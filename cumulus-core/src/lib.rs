//! Cumulus Core
//!
//! Generic resource lifecycle orchestration for provider adapters: capability
//! traits, the create/read/update/delete orchestrator, the state-refresh
//! poller and the pieces they share.

pub mod config;
pub mod crud;
pub mod error;
pub mod lifecycle;
pub mod metrics;
pub mod not_found;
pub mod paginate;
pub mod poller;
pub mod registry;
pub mod resource;
pub mod timeouts;
pub mod work_request;

pub use config::ProviderConfig;
pub use crud::{
    WaitOutcome, create_resource, delete_resource, read_resource, update_resource,
    wait_for_created_state, wait_for_resource_condition, wait_for_state_refresh,
    wait_for_updated_state,
};
pub use error::{LifecycleError, LifecycleResult, ServiceError};
pub use lifecycle::{
    Capabilities, ResourceCreator, ResourceCrud, ResourceDeleter, ResourceUpdater, SharedMutex,
    StateTransition,
};
pub use not_found::is_missing_resource;
pub use registry::ClientRegistry;
pub use resource::ResourceData;
pub use timeouts::{ResourceTimeouts, Verb};
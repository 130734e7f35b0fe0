//! Operation metrics keyed by resource type and verb

use std::collections::HashMap;
use std::sync::Mutex;
use std::time::Duration;

use crate::timeouts::Verb;

#[derive(Debug, Clone, Copy, PartialEq, Eq, Hash)]
pub enum Outcome {
    Success,
    Failure,
}

impl Outcome {
    pub fn as_str(&self) -> &'static str {
        match self {
            Outcome::Success => "success",
            Outcome::Failure => "failure",
        }
    }
}

/// One completed lifecycle operation
#[derive(Debug, Clone, PartialEq, Eq)]
pub struct OperationMetric {
    pub type_name: String,
    pub verb: Verb,
    pub outcome: Outcome,
    pub elapsed: Duration,
}

/// Destination for operation metrics
pub trait MetricsSink: Send + Sync {
    fn record(&self, metric: &OperationMetric);
}

/// Writes every metric to the log under the `cumulus::metrics` target
#[derive(Debug, Default, Clone, Copy)]
pub struct LogMetricsSink;

impl MetricsSink for LogMetricsSink {
    fn record(&self, metric: &OperationMetric) {
        log::info!(
            target: "cumulus::metrics",
            "{} {} {} in {}ms",
            metric.type_name,
            metric.verb,
            metric.outcome.as_str(),
            metric.elapsed.as_millis()
        );
    }
}

/// Keeps metrics in memory for later inspection or summaries
#[derive(Debug, Default)]
pub struct InMemoryMetrics {
    records: Mutex<Vec<OperationMetric>>,
}

impl InMemoryMetrics {
    pub fn new() -> Self {
        Self::default()
    }

    pub fn records(&self) -> Vec<OperationMetric> {
        self.records
            .lock()
            .map(|r| r.clone())
            .unwrap_or_default()
    }

    /// Operation count per (type, verb, outcome)
    pub fn counts(&self) -> HashMap<(String, Verb, Outcome), usize> {
        let mut counts = HashMap::new();
        for m in self.records() {
            *counts.entry((m.type_name, m.verb, m.outcome)).or_insert(0) += 1;
        }
        counts
    }
}

impl MetricsSink for InMemoryMetrics {
    fn record(&self, metric: &OperationMetric) {
        if let Ok(mut records) = self.records.lock() {
            records.push(metric.clone());
        }
    }
}
//! Token-threaded pagination over list calls

use std::future::Future;

use crate::error::{LifecycleError, LifecycleResult};

/// Pages fetched before giving up on a list that never ends
pub const DEFAULT_PAGE_LIMIT: usize = 1000;

/// One page of a list call
#[derive(Debug, Clone, PartialEq)]
pub struct Page<T> {
    pub items: Vec<T>,
    /// Opaque token for the next page; `None` on the last one
    pub next_page: Option<String>,
}

impl<T> Page<T> {
    pub fn last(items: Vec<T>) -> Self {
        Self {
            items,
            next_page: None,
        }
    }
}

/// Call `fetch` with each next-page token until the list is exhausted
pub async fn collect_all<T, F, Fut>(fetch: F) -> LifecycleResult<Vec<T>>
where
    F: FnMut(Option<String>) -> Fut,
    Fut: Future<Output = LifecycleResult<Page<T>>>,
{
    collect_all_bounded(fetch, DEFAULT_PAGE_LIMIT).await
}

pub async fn collect_all_bounded<T, F, Fut>(mut fetch: F, max_pages: usize) -> LifecycleResult<Vec<T>>
where
    F: FnMut(Option<String>) -> Fut,
    Fut: Future<Output = LifecycleResult<Page<T>>>,
{
    let mut items = Vec::new();
    let mut token = None;

    for page_number in 1..=max_pages {
        let page = fetch(token.take()).await?;
        items.extend(page.items);
        match page.next_page {
            Some(next) if !next.is_empty() => {
                log::debug!("fetching page {} (token {})", page_number + 1, next);
                token = Some(next);
            }
            _ => return Ok(items),
        }
    }

    Err(LifecycleError::data(format!(
        "list did not finish after {} pages",
        max_pages
    )))
}

#[cfg(test)]
mod tests {
    use super::*;
    use crate::error::ServiceError;

    fn numbered_pages(total: usize, per_page: usize) -> impl FnMut(Option<String>) -> std::future::Ready<LifecycleResult<Page<usize>>> {
        move |token| {
            let start: usize = token.map(|t| t.parse().unwrap()).unwrap_or(0);
            let end = (start + per_page).min(total);
            let next_page = (end < total).then(|| end.to_string());
            std::future::ready(Ok(Page {
                items: (start..end).collect(),
                next_page,
            }))
        }
    }

    #[tokio::test]
    async fn collects_every_page() {
        let items = collect_all(numbered_pages(25, 10)).await.unwrap();
        assert_eq!(items, (0..25).collect::<Vec<_>>());
    }

    #[tokio::test]
    async fn single_page() {
        let items = collect_all(|_| async { Ok::<_, LifecycleError>(Page::last(vec!["only"])) })
            .await
            .unwrap();
        assert_eq!(items, vec!["only"]);
    }

    #[tokio::test]
    async fn endless_token_hits_the_page_limit() {
        let err = collect_all_bounded(
            |_| async {
                Ok::<_, LifecycleError>(Page {
                    items: vec![1],
                    next_page: Some("same".to_string()),
                })
            },
            5,
        )
        .await
        .unwrap_err();
        assert!(err.to_string().contains("5 pages"));
    }

    #[tokio::test]
    async fn error_on_a_later_page_is_returned() {
        let mut calls = 0;
        let result: LifecycleResult<Vec<u8>> = collect_all(|_| {
            calls += 1;
            let page = if calls == 1 {
                Ok(Page {
                    items: vec![1],
                    next_page: Some("2".to_string()),
                })
            } else {
                Err(ServiceError::new(500, "InternalError", "boom").into())
            };
            async move { page }
        })
        .await;
        assert!(result.is_err());
        assert_eq!(calls, 2);
    }
}
//! Resource adapters for the simulated cloud
//!
//! This module defines:
//! - Resource type definitions (names, required and replace-on-change attributes)
//! - The context shared by every adapter instance
//! - One adapter per resource type, implementing the lifecycle capability traits

pub mod bucket;
pub mod instance;
pub mod load_balancer;
pub mod vcn;
pub mod vcns;

use std::sync::Arc;

use cumulus_core::metrics::MetricsSink;
use cumulus_core::{Capabilities, ProviderConfig, ResourceData, SharedMutex};
use serde_json::Value;

pub use bucket::BucketResource;
pub use instance::InstanceResource;
pub use load_balancer::LoadBalancerResource;
pub use vcn::VcnResource;
pub use vcns::VcnsDataSource;

pub const VCN: &str = "sim_core_vcn";
pub const INSTANCE: &str = "sim_core_instance";
pub const LOAD_BALANCER: &str = "sim_load_balancer";
pub const BUCKET: &str = "sim_objectstorage_bucket";
pub const VCNS: &str = "sim_core_vcns";

// =============================================================================
// Resource Type Definitions
// =============================================================================

#[derive(Debug, Clone, Copy, PartialEq, Eq)]
pub enum TypeKind {
    Resource,
    DataSource,
}

/// Static description of a resource type
pub trait ResourceType: Send + Sync {
    fn name(&self) -> &'static str;
    fn kind(&self) -> TypeKind;
    /// Attributes that must be configured for create (or read, for data sources)
    fn required_attributes(&self) -> &'static [&'static str];
    /// Attributes whose change requires replacing the resource
    fn force_new_attributes(&self) -> &'static [&'static str];
}

macro_rules! define_resource_type {
    ($name:ident, $type_name:expr, $kind:expr, required: [$($req:expr),*], force_new: [$($fnew:expr),*]) => {
        pub struct $name;
        impl ResourceType for $name {
            fn name(&self) -> &'static str {
                $type_name
            }
            fn kind(&self) -> TypeKind {
                $kind
            }
            fn required_attributes(&self) -> &'static [&'static str] {
                &[$($req),*]
            }
            fn force_new_attributes(&self) -> &'static [&'static str] {
                &[$($fnew),*]
            }
        }
    };
}

define_resource_type!(VcnType, VCN, TypeKind::Resource,
    required: ["compartment_id", "cidr_block"],
    force_new: ["compartment_id", "cidr_block", "dns_label"]);
define_resource_type!(InstanceType, INSTANCE, TypeKind::Resource,
    required: ["compartment_id", "availability_domain", "shape"],
    force_new: ["compartment_id", "availability_domain", "subnet_id"]);
define_resource_type!(LoadBalancerType, LOAD_BALANCER, TypeKind::Resource,
    required: ["compartment_id", "display_name", "shape", "subnet_ids"],
    force_new: ["compartment_id", "shape", "subnet_ids", "is_private"]);
define_resource_type!(BucketType, BUCKET, TypeKind::Resource,
    required: ["compartment_id", "name"],
    force_new: ["compartment_id", "name"]);
define_resource_type!(VcnsType, VCNS, TypeKind::DataSource,
    required: ["compartment_id"],
    force_new: []);

/// Returns all resource types supported by this provider
pub fn resource_types() -> Vec<Box<dyn ResourceType>> {
    vec![
        Box::new(VcnType),
        Box::new(InstanceType),
        Box::new(LoadBalancerType),
        Box::new(BucketType),
        Box::new(VcnsType),
    ]
}

pub fn resource_type(name: &str) -> Option<Box<dyn ResourceType>> {
    resource_types().into_iter().find(|t| t.name() == name)
}

// =============================================================================
// Adapter Context
// =============================================================================

/// Settings every adapter instance of one provider shares
#[derive(Clone)]
pub struct AdapterContext {
    pub config: ProviderConfig,
    pub metrics: Option<Arc<dyn MetricsSink>>,
    /// Serializes load balancer operations across adapter instances
    pub load_balancer_mutex: SharedMutex,
}

impl AdapterContext {
    pub fn new(config: ProviderConfig) -> Self {
        Self {
            config,
            metrics: None,
            load_balancer_mutex: SharedMutex::default(),
        }
    }

    /// Complete an adapter's declared capabilities with provider-wide tuning
    pub fn capabilities(&self, declared: Capabilities) -> Capabilities {
        let caps = self.config.apply_to(declared);
        match &self.metrics {
            Some(sink) => caps.metrics(sink.clone()),
            None => caps,
        }
    }
}

/// Configured string value
pub(crate) fn config_str(data: &ResourceData, key: &str) -> Option<String> {
    data.get_config(key).and_then(Value::as_str).map(str::to_string)
}

/// Configured string value, only when it differs from the persisted one
pub(crate) fn changed_str(data: &ResourceData, key: &str) -> Option<String> {
    config_str(data, key).filter(|_| data.has_change(key))
}

#[cfg(test)]
pub(crate) mod test_support {
    use super::*;
    use cumulus_core::ResourceTimeouts;
    use std::time::Duration;

    pub const COMPARTMENT: &str = "ocid1.compartment.sim..root";

    pub fn context() -> AdapterContext {
        AdapterContext::new(ProviderConfig::default())
    }

    pub fn data(type_name: &str, config: Value) -> ResourceData {
        ResourceData::new(type_name)
            .with_config(config.as_object().cloned().unwrap_or_default())
            .with_timeouts(ResourceTimeouts::uniform(Duration::from_secs(600)))
    }
}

Your assignment: Please restate, exactly as written, the line that holds "pub(crate) mod test_support" and all remaining lines of the data above, and only those.

Written answer:
pub(crate) mod test_support {
    use super::*;
    use cumulus_core::ResourceTimeouts;
    use std::time::Duration;

    pub const COMPARTMENT: &str = "ocid1.compartment.sim..root";

    pub fn context() -> AdapterContext {
        AdapterContext::new(ProviderConfig::default())
    }

    pub fn data(type_name: &str, config: Value) -> ResourceData {
        ResourceData::new(type_name)
            .with_config(config.as_object().cloned().unwrap_or_default())
            .with_timeouts(ResourceTimeouts::uniform(Duration::from_secs(600)))
    }
}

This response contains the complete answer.